//! Error types for the launcher
//!
//! Every variant is fatal to the run. The only recoverable condition, the
//! job output file not existing yet, is handled inside the tailer and never
//! reaches these types.

use pgspawn_core::domain::job::{JobState, RequestError};
use pgspawn_core::template::TemplateError;
use std::path::PathBuf;
use std::time::Duration;
use thiserror::Error;

use crate::orchestrator::RunPhase;

/// Result type alias for launcher operations
pub type Result<T> = std::result::Result<T, LaunchError>;

/// Top-level failure of a launch
#[derive(Debug, Error)]
pub enum LaunchError {
    /// Required scheduler tooling is missing on this host
    #[error("'{command}' is not available on this host: {reason}")]
    Environment { command: String, reason: String },

    #[error(transparent)]
    Submission(#[from] SubmissionError),

    #[error(transparent)]
    Poll(#[from] PollError),

    /// The job ended before it ever ran
    #[error("job {job_id} reached terminal state {state} before running")]
    JobTerminal { job_id: u64, state: JobState },

    /// The job was still waiting when the pending deadline passed
    #[error("job {job_id} still not running after {waited:?}")]
    PendingTimeout { job_id: u64, waited: Duration },

    /// An operator interrupt arrived before tailing started
    #[error("interrupted while {phase}")]
    Interrupted {
        phase: RunPhase,
        job_id: Option<u64>,
    },

    #[error("failed to render job script: {0}")]
    Template(#[from] TemplateError),

    #[error("failed to write connection file {path}: {source}")]
    ConnectionFile {
        path: PathBuf,
        #[source]
        source: std::io::Error,
    },
}

impl LaunchError {
    /// Scheduler job id the error relates to, when one was assigned
    pub fn job_id(&self) -> Option<u64> {
        match self {
            LaunchError::JobTerminal { job_id, .. }
            | LaunchError::PendingTimeout { job_id, .. } => Some(*job_id),
            LaunchError::Poll(e) => Some(e.job_id()),
            LaunchError::Interrupted { job_id, .. } => *job_id,
            _ => None,
        }
    }
}

/// Failure to submit the batch job
#[derive(Debug, Error)]
pub enum SubmissionError {
    /// The submission command could not be started
    #[error("failed to run submission command: {0}")]
    Spawn(#[source] std::io::Error),

    /// The submission command exited unsuccessfully
    #[error("submission command failed (exit code {code:?}): {stderr}")]
    CommandFailed { code: Option<i32>, stderr: String },

    /// The command succeeded but printed no usable job id
    ///
    /// The job may exist remotely at this point.
    #[error("could not parse job id from submission output '{raw}'")]
    UnparseableId { raw: String },
}

/// Failure to query a submitted job
#[derive(Debug, Error)]
pub enum PollError {
    #[error("failed to run query command for job {job_id}: {source}")]
    Spawn {
        job_id: u64,
        #[source]
        source: std::io::Error,
    },

    #[error("query for job {job_id} failed (exit code {code:?}): {stderr}")]
    CommandFailed {
        job_id: u64,
        code: Option<i32>,
        stderr: String,
    },

    #[error("malformed query response for job {job_id}: {source}")]
    Malformed {
        job_id: u64,
        #[source]
        source: RequestError,
    },

    /// The job ran but the scheduler never reported an output path
    #[error("job {job_id} is running but reported no StdOut path")]
    MissingOutputPath { job_id: u64 },
}

impl PollError {
    pub fn job_id(&self) -> u64 {
        match self {
            PollError::Spawn { job_id, .. }
            | PollError::CommandFailed { job_id, .. }
            | PollError::Malformed { job_id, .. }
            | PollError::MissingOutputPath { job_id } => *job_id,
        }
    }
}

#[cfg(test)]
mod tests {
    use super::*;
    use pgspawn_core::record::RecordError;

    #[test]
    fn test_job_id_context() {
        let terminal = LaunchError::JobTerminal {
            job_id: 17,
            state: JobState::Failed,
        };
        assert_eq!(terminal.job_id(), Some(17));
        assert_eq!(
            terminal.to_string(),
            "job 17 reached terminal state FAILED before running"
        );

        let poll: LaunchError = PollError::Malformed {
            job_id: 9,
            source: RequestError::Record(RecordError::Empty),
        }
        .into();
        assert_eq!(poll.job_id(), Some(9));

        let submission: LaunchError = SubmissionError::UnparseableId {
            raw: "abc".to_string(),
        }
        .into();
        assert_eq!(submission.job_id(), None);
        assert!(submission.to_string().contains("'abc'"));
    }
}
//! Logging context for a launch
//!
//! One span per run, carrying the job name, the chosen port and, once the
//! scheduler has assigned it, the job id. The orchestrator creates it and
//! passes it explicitly to every service call, which runs its work inside
//! the span so each log line carries the run's identity.

use pgspawn_core::domain::job::{JobHandle, JobRequest};
use tracing::{Span, field, info_span};

#[derive(Debug, Clone)]
pub struct LogContext {
    span: Span,
}

impl LogContext {
    /// Creates the root span for launching `request`
    pub fn for_request(request: &JobRequest) -> Self {
        let span = info_span!(
            "launch",
            job_name = %request.job_name(),
            port = request.listen_port(),
            job_id = field::Empty,
        );
        Self { span }
    }

    /// A context that is not attached to any subscriber
    #[cfg(test)]
    pub fn disabled() -> Self {
        Self {
            span: Span::none(),
        }
    }

    /// Records the scheduler-assigned id on the span
    pub fn record_job(&self, handle: JobHandle) {
        self.span.record("job_id", handle.id());
    }

    pub fn span(&self) -> &Span {
        &self.span
    }
}
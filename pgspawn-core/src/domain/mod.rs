//! Core domain types
//!
//! These types describe one launch: what is requested from the scheduler,
//! what the scheduler reports back, and where the launcher is in the job's
//! output stream.

pub mod connection;
pub mod job;
pub mod log;
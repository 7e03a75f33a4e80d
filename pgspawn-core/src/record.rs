//! Scheduler record parsing
//!
//! Slurm's one-line job listing (`scontrol show jobid <id> -o`) is a flat
//! sequence of `Key=Value` tokens separated by whitespace. This module turns
//! such a line into a lookup table so callers ask for fields by name instead
//! of pattern matching over raw text.

use thiserror::Error;

/// Errors produced while reading a scheduler record
#[derive(Debug, Clone, PartialEq, Eq, Error)]
pub enum RecordError {
    /// The response held no non-blank line
    #[error("scheduler response is empty")]
    Empty,

    /// A required key was not present in the record
    #[error("scheduler response has no '{key}' field")]
    MissingKey { key: String },
}

/// A single `key=value` record
#[derive(Debug, Clone, Default, PartialEq, Eq)]
pub struct KeyValueRecord {
    fields: Vec<(String, String)>,
}

impl KeyValueRecord {
    /// Parses the first non-blank line of `text`
    ///
    /// A token without `=` continues the value of the preceding key, joined
    /// with a single space. Tokens before the first key are dropped.
    pub fn parse(text: &str) -> Result<Self, RecordError> {
        let line = text
            .lines()
            .map(str::trim)
            .find(|line| !line.is_empty())
            .ok_or(RecordError::Empty)?;

        let mut fields: Vec<(String, String)> = Vec::new();

        for token in line.split_whitespace() {
            match token.split_once('=') {
                Some((key, value)) if !key.is_empty() => {
                    fields.push((key.to_string(), value.to_string()));
                }
                _ => {
                    if let Some((_, value)) = fields.last_mut() {
                        value.push(' ');
                        value.push_str(token);
                    }
                }
            }
        }

        Ok(Self { fields })
    }

    /// Returns the value of the first occurrence of `key`
    pub fn get(&self, key: &str) -> Option<&str> {
        self.fields
            .iter()
            .find(|(k, _)| k == key)
            .map(|(_, v)| v.as_str())
    }

    /// Returns the value of `key`, failing if it is absent
    pub fn require(&self, key: &str) -> Result<&str, RecordError> {
        self.get(key).ok_or_else(|| RecordError::MissingKey {
            key: key.to_string(),
        })
    }

    /// Number of fields in the record
    pub fn len(&self) -> usize {
        self.fields.len()
    }

    pub fn is_empty(&self) -> bool {
        self.fields.is_empty()
    }
}
//! Completion provider trait
//!
//! This module defines the `CompletionProvider` trait for backend
//! abstraction, so the form can run an agent against Gemini, a mock, or
//! any other chat-completions service without knowing which.
//!
//! # Example
//!
//! ```ignore
//! use urdu_translator::mt::{Agent, CompletionProvider, GeminiProvider};
//!
//! #[tokio::main]
//! async fn main() -> Result<(), Box<dyn std::error::Error>> {
//!     let provider = GeminiProvider::from_env()?;
//!     let result = provider
//!         .complete(&Agent::urdu_translator(), "Hello, how are you?")
//!         .await?;
//!     println!("{}", result.final_output);
//!     Ok(())
//! }
//! ```

use crate::mt::agent::{Agent, RunResult};
use crate::mt::error::MtResult;
use async_trait::async_trait;

/// Generic trait for chat-completion backends
///
/// Implementations send the agent's instructions as the system message and
/// `input` as the single user message, and return the model's text.
/// A provider performs no retries; any failure is returned to the caller.
#[async_trait]
pub trait CompletionProvider: Send + Sync {
    /// Run `agent` once over `input`
    ///
    /// # Returns
    ///
    /// * `Ok(RunResult)` - The model's final output
    /// * `Err(MtError)` - Network, auth, or malformed-response failure
    async fn complete(&self, agent: &Agent, input: &str) -> MtResult<RunResult>;

    /// Get the name of this provider
    ///
    /// Used for logging to identify which backend handled a run.
    fn provider_name(&self) -> &str;
}
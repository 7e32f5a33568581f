/// Error types for the translation agent
#[derive(Debug, Clone, PartialEq, Eq)]
pub enum MtError {
    /// Missing or unusable configuration (API key, base URL)
    ConfigError(String),
    /// Input was empty or whitespace only; no call is attempted
    EmptyInput,
    /// Transport failure talking to the completion endpoint
    NetworkError(String),
    /// The endpoint rejected the request (4xx, usually a bad key)
    AuthError(String),
    /// The endpoint answered but the body had no usable text
    MalformedResponse(String),
    /// Upstream server error or other failed completion
    TranslationError(String),
    /// The bridge could not create or drive a scheduler
    Runtime(String),
}

impl std::fmt::Display for MtError {
    fn fmt(&self, f: &mut std::fmt::Formatter<'_>) -> std::fmt::Result {
        match self {
            MtError::ConfigError(msg) => write!(f, "Configuration error: {}", msg),
            MtError::EmptyInput => write!(f, "Input text is empty"),
            MtError::NetworkError(msg) => write!(f, "Network error: {}", msg),
            MtError::AuthError(msg) => write!(f, "Authentication error: {}", msg),
            MtError::MalformedResponse(msg) => write!(f, "Malformed response: {}", msg),
            MtError::TranslationError(msg) => write!(f, "Translation error: {}", msg),
            MtError::Runtime(msg) => write!(f, "Runtime error: {}", msg),
        }
    }
}

impl std::error::Error for MtError {}

impl From<reqwest::Error> for MtError {
    fn from(err: reqwest::Error) -> Self {
        if err.is_timeout() {
            MtError::NetworkError(format!("request timed out: {}", err))
        } else if err.is_decode() {
            MtError::MalformedResponse(err.to_string())
        } else {
            MtError::NetworkError(err.to_string())
        }
    }
}

impl From<crate::mt::bridge::BridgeError> for MtError {
    fn from(err: crate::mt::bridge::BridgeError) -> Self {
        MtError::Runtime(err.to_string())
    }
}

/// Result type for translation operations
pub type MtResult<T> = Result<T, MtError>;

#[cfg(test)]
mod tests {
    use super::*;
    use crate::mt::bridge::BridgeError;

    #[test]
    fn test_display_messages() {
        assert_eq!(
            MtError::ConfigError("GEMINI_API_KEY is not set".to_string()).to_string(),
            "Configuration error: GEMINI_API_KEY is not set"
        );
        assert_eq!(MtError::EmptyInput.to_string(), "Input text is empty");
        assert!(
            MtError::AuthError("401".to_string())
                .to_string()
                .starts_with("Authentication error")
        );
    }

    #[test]
    fn test_bridge_error_maps_to_runtime() {
        let err: MtError = BridgeError::WorkerPanicked.into();
        match err {
            MtError::Runtime(msg) => assert!(msg.contains("panicked")),
            other => panic!("Expected Runtime error, got {:?}", other),
        }
    }
}
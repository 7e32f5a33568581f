use clap::{Arg, Command};
use std::io::Read;
use std::process::ExitCode;
use std::sync::Arc;

use urdu_translator::form::{self, FormOutcome, TranslatorForm};
use urdu_translator::mt::{
    CompletionProvider, GeminiProvider, MockMode, MockProvider, ProviderConfig, gemini,
};

// Plain synchronous main: the form's bridge owns the runtime for each call.
fn main() -> ExitCode {
    // .env first, so it can also carry RUST_LOG
    let dotenv_path = gemini::load_dotenv();

    tracing_subscriber::fmt()
        .with_writer(std::io::stderr)
        .with_env_filter(
            tracing_subscriber::EnvFilter::try_from_default_env()
                .unwrap_or_else(|_| tracing_subscriber::EnvFilter::new("warn")),
        )
        .init();
    if let Some(path) = dotenv_path {
        tracing::debug!("loaded {}", path.display());
    }

    match run() {
        Ok(code) => code,
        Err(e) => {
            eprintln!("❌ {}", e);
            ExitCode::FAILURE
        }
    }
}

fn run() -> Result<ExitCode, Box<dyn std::error::Error>> {
    let matches = Command::new("urdu-translate")
        .version(env!("CARGO_PKG_VERSION"))
        .about(form::HEADING)
        .arg(
            Arg::new("text")
                .help("English text to translate (read from stdin when omitted)")
                .index(1),
        )
        .arg(
            Arg::new("mock")
                .long("mock")
                .short('m')
                .help("Use the mock provider instead of Gemini (echoes the input)")
                .action(clap::ArgAction::SetTrue),
        )
        .arg(
            Arg::new("model")
                .long("model")
                .help("Model identifier (default: gemini-2.0-flash or $GEMINI_MODEL)"),
        )
        .arg(
            Arg::new("verbose")
                .long("verbose")
                .short('v')
                .help("Show agent and provider details")
                .action(clap::ArgAction::SetTrue),
        )
        .get_matches();

    let use_mock = matches.get_flag("mock");
    let verbose = matches.get_flag("verbose");

    // Configuration is resolved before any input is read
    let provider: Arc<dyn CompletionProvider> = if use_mock {
        Arc::new(MockProvider::new(MockMode::Echo))
    } else {
        let mut config = ProviderConfig::from_env()?;
        if let Some(model) = matches.get_one::<String>("model") {
            config = config.with_model(model.clone());
        }
        Arc::new(GeminiProvider::new(config)?)
    };

    let input = match matches.get_one::<String>("text") {
        Some(text) => text.clone(),
        None => {
            let mut buffer = String::new();
            std::io::stdin().read_to_string(&mut buffer)?;
            buffer
        }
    };

    let translator = TranslatorForm::new(provider);

    if verbose {
        println!("{}", form::PAGE_TITLE);
        println!("🤖 Agent: {}", translator.agent().name);
        println!("🌐 Provider: {}", translator.provider_name());
        println!("⏳ {}", form::SPINNER_TEXT);
        println!();
    }

    match translator.submit(&input) {
        FormOutcome::Success { translation } => {
            if verbose {
                println!("✅ {}", form::SUCCESS_BANNER);
            }
            println!("{}", FormOutcome::result_line(&translation));
            Ok(ExitCode::SUCCESS)
        }
        FormOutcome::Warning { message } => {
            eprintln!("⚠️  {}", message);
            Ok(ExitCode::from(2))
        }
        FormOutcome::Failure { message } => {
            eprintln!("❌ {}", message);
            Ok(ExitCode::FAILURE)
        }
    }
}
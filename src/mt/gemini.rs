//! Gemini provider over the OpenAI-compatible chat completions API
//!
//! Google exposes Gemini models behind an OpenAI-compatible endpoint, so
//! a run is a single `POST {base_url}/chat/completions` with the agent's
//! instructions as the system message and the user's text as the only
//! user message.
//!
//! # Authentication
//!
//! The provider loads the API key from the `GEMINI_API_KEY` environment
//! variable. `GEMINI_BASE_URL` and `GEMINI_MODEL` optionally override the
//! endpoint and model. The binaries call [`load_dotenv`] first, so all three
//! may also come from a `.env` file.
//!
//! # Example
//!
//! ```ignore
//! use urdu_translator::mt::{Agent, CompletionProvider, GeminiProvider};
//!
//! #[tokio::main]
//! async fn main() -> Result<(), Box<dyn std::error::Error>> {
//!     let provider = GeminiProvider::from_env()?;
//!     let run = provider.complete(&Agent::urdu_translator(), "Good morning").await?;
//!     println!("{}", run.final_output);
//!     Ok(())
//! }
//! ```

use crate::mt::agent::{Agent, RunResult};
use crate::mt::error::{MtError, MtResult};
use crate::mt::provider::CompletionProvider;
use async_trait::async_trait;
use serde_json::{Value, json};
use std::path::PathBuf;
use std::time::Duration;
use tracing::debug;

pub const DEFAULT_BASE_URL: &str = "https://generativelanguage.googleapis.com/v1beta/openai/";
pub const DEFAULT_MODEL: &str = "gemini-2.0-flash";
pub const DEFAULT_TIMEOUT: Duration = Duration::from_secs(30);

pub const API_KEY_VAR: &str = "GEMINI_API_KEY";
pub const BASE_URL_VAR: &str = "GEMINI_BASE_URL";
pub const MODEL_VAR: &str = "GEMINI_MODEL";

/// Load `.env` from the working directory or a parent into the process
/// environment, as the binaries do before reading configuration
///
/// Variables already set in the environment are not overridden. Returns the
/// file that was loaded, if any.
pub fn load_dotenv() -> Option<PathBuf> {
    dotenvy::dotenv().ok()
}

/// Immutable provider settings, built once at startup
#[derive(Clone, PartialEq, Eq)]
pub struct ProviderConfig {
    pub api_key: String,
    pub base_url: String,
    pub model: String,
    pub timeout: Duration,
}

impl ProviderConfig {
    /// Settings with the default endpoint and model
    pub fn new(api_key: impl Into<String>) -> MtResult<Self> {
        let api_key = api_key.into();
        if api_key.trim().is_empty() {
            return Err(MtError::ConfigError("API key cannot be empty".to_string()));
        }

        Ok(Self {
            api_key,
            base_url: DEFAULT_BASE_URL.to_string(),
            model: DEFAULT_MODEL.to_string(),
            timeout: DEFAULT_TIMEOUT,
        })
    }

    pub fn with_model(mut self, model: impl Into<String>) -> Self {
        self.model = model.into();
        self
    }

    pub fn with_base_url(mut self, base_url: impl Into<String>) -> Self {
        self.base_url = base_url.into();
        self
    }

    /// Read settings through `lookup`, usually `std::env::var`
    ///
    /// A missing or blank key is a configuration error.
    pub fn from_lookup<F>(lookup: F) -> MtResult<Self>
    where
        F: Fn(&str) -> Option<String>,
    {
        let api_key = lookup(API_KEY_VAR)
            .filter(|key| !key.trim().is_empty())
            .ok_or_else(|| {
                MtError::ConfigError(format!(
                    "{} is not set. Please define it in your .env file or environment.",
                    API_KEY_VAR
                ))
            })?;

        let mut config = Self::new(api_key)?;
        if let Some(base_url) = lookup(BASE_URL_VAR).filter(|v| !v.trim().is_empty()) {
            config = config.with_base_url(base_url);
        }
        if let Some(model) = lookup(MODEL_VAR).filter(|v| !v.trim().is_empty()) {
            config = config.with_model(model);
        }
        Ok(config)
    }

    pub fn from_env() -> MtResult<Self> {
        Self::from_lookup(|name| std::env::var(name).ok())
    }

    /// Full chat completions URL
    pub fn completions_url(&self) -> String {
        format!("{}/chat/completions", self.base_url.trim_end_matches('/'))
    }
}

impl std::fmt::Debug for ProviderConfig {
    fn fmt(&self, f: &mut std::fmt::Formatter<'_>) -> std::fmt::Result {
        f.debug_struct("ProviderConfig")
            .field("api_key", &"***")
            .field("base_url", &self.base_url)
            .field("model", &self.model)
            .field("timeout", &self.timeout)
            .finish()
    }
}

/// Gemini chat completions provider
#[derive(Clone)]
pub struct GeminiProvider {
    config: ProviderConfig,
    /// HTTP client for async requests
    client: reqwest::Client,
}

impl GeminiProvider {
    pub fn new(config: ProviderConfig) -> MtResult<Self> {
        // No idle pool: a pooled connection is driven by a task on whichever
        // runtime opened it, and the bridge may block that runtime later.
        let client = reqwest::Client::builder()
            .timeout(config.timeout)
            .pool_max_idle_per_host(0)
            .build()
            .map_err(|e| MtError::NetworkError(format!("Failed to create HTTP client: {}", e)))?;

        Ok(Self { config, client })
    }

    /// Create a provider from `GEMINI_API_KEY` and the optional overrides
    pub fn from_env() -> MtResult<Self> {
        Self::new(ProviderConfig::from_env()?)
    }

    pub fn config(&self) -> &ProviderConfig {
        &self.config
    }

    /// Build the request body for one run
    fn build_payload(&self, agent: &Agent, input: &str) -> Value {
        json!({
            "model": self.config.model,
            "messages": [
                { "role": "system", "content": agent.instructions },
                { "role": "user", "content": input }
            ]
        })
    }

    /// Pull the upstream error message out of an error body
    ///
    /// Gemini sometimes wraps the error object in a one-element array.
    fn upstream_error_message(body: &str) -> Option<String> {
        let v: Value = serde_json::from_str(body).ok()?;
        v["error"]["message"]
            .as_str()
            .or_else(|| v[0]["error"]["message"].as_str())
            .map(|s| s.to_string())
    }

    /// Extract the assistant text from a successful response body
    fn parse_completion(&self, json: &Value) -> MtResult<RunResult> {
        if let Some(message) = json["error"]["message"].as_str() {
            return Err(MtError::TranslationError(format!("API error: {}", message)));
        }

        let final_output = json["choices"][0]["message"]["content"]
            .as_str()
            .ok_or_else(|| {
                MtError::MalformedResponse(
                    "missing 'choices[0].message.content' in completion".to_string(),
                )
            })?
            .to_string();

        let model = json["model"]
            .as_str()
            .unwrap_or(self.config.model.as_str())
            .to_string();

        Ok(RunResult {
            final_output,
            model,
        })
    }
}

impl std::fmt::Debug for GeminiProvider {
    fn fmt(&self, f: &mut std::fmt::Formatter<'_>) -> std::fmt::Result {
        f.debug_struct("GeminiProvider")
            .field("config", &self.config)
            .finish()
    }
}

#[async_trait]
impl CompletionProvider for GeminiProvider {
    async fn complete(&self, agent: &Agent, input: &str) -> MtResult<RunResult> {
        let url = self.config.completions_url();
        let body = self.build_payload(agent, input);
        debug!(agent = %agent.name, model = %self.config.model, "sending completion request");

        let response = self
            .client
            .post(&url)
            .bearer_auth(&self.config.api_key)
            .json(&body)
            .send()
            .await?;

        let status = response.status();
        if !status.is_success() {
            let error_text = response
                .text()
                .await
                .unwrap_or_else(|_| "Unknown error".to_string());
            let message = Self::upstream_error_message(&error_text).unwrap_or(error_text);

            return Err(if status.is_client_error() {
                MtError::AuthError(format!("API client error ({}): {}", status, message))
            } else {
                MtError::TranslationError(format!("API server error ({}): {}", status, message))
            });
        }

        let json: Value = response.json().await.map_err(|e| {
            MtError::MalformedResponse(format!("Failed to parse API response: {}", e))
        })?;

        self.parse_completion(&json)
    }

    fn provider_name(&self) -> &str {
        "Gemini"
    }
}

• • •

What is needed is one number, the count of lines in the listing above that contain the word "instead".

2